▸ Task goal
Please tell how many of the lines below contain "genms", using only a number.

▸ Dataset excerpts
****

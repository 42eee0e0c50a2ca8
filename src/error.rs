use std::fmt;

use thiserror::Error;

use crate::git::ProviderError;

/// The four repository queries the version engine depends on.
#[derive(Debug, Clone, Copy, PartialEq, Eq, Hash)]
pub enum FactQuery {
    Branches,
    Commit,
    Committish,
    Tag,
}

impl fmt::Display for FactQuery {
    fn fmt(&self, f: &mut fmt::Formatter<'_>) -> fmt::Result {
        let name = match self {
            FactQuery::Branches => "branches",
            FactQuery::Commit => "commit",
            FactQuery::Committish => "committish",
            FactQuery::Tag => "tag",
        };
        f.write_str(name)
    }
}

/// Unified error type for genms-version operations
#[derive(Error, Debug)]
pub enum VersionError {
    #[error("could not resolve {query}: {source}")]
    Provider {
        query: FactQuery,
        #[source]
        source: ProviderError,
    },

    #[error("undetermined branch: no branch points at HEAD and no default branch is set")]
    UndeterminedBranch,

    #[error("malformed tag '{0}': expected v<major>.<minor>.<patch>")]
    MalformedTag(String),

    #[error("Configuration error: {0}")]
    Config(String),
}

/// Convenience type alias for Results in genms-version
pub type Result<T> = std::result::Result<T, VersionError>;

impl VersionError {
    /// Wrap a provider failure with the query that produced it
    pub fn provider(query: FactQuery, source: ProviderError) -> Self {
        VersionError::Provider { query, source }
    }

    /// Create a malformed tag error
    pub fn malformed_tag(tag: impl Into<String>) -> Self {
        VersionError::MalformedTag(tag.into())
    }

    /// Create a configuration error with context
    pub fn config(msg: impl Into<String>) -> Self {
        VersionError::Config(msg.into())
    }
}
//! Domain logic - pure business rules independent of git operations

pub mod branch;
pub mod tag;

pub use branch::BranchContext;
pub use tag::{Granularity, TagVersion};
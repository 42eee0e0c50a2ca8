//! Command-line front end support

pub mod orchestration;

pub use orchestration::{derive_version, run_version_workflow, VersionArgs};
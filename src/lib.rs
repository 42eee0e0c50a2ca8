pub mod cli;
pub mod config;
pub mod domain;
pub mod error;
pub mod git;
pub mod options;
pub mod ui;
pub mod version;

pub use error::{FactQuery, Result, VersionError};
pub use options::{ResolvedOptions, VersionOptions};
pub use version::Version;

****

▸ Task output
2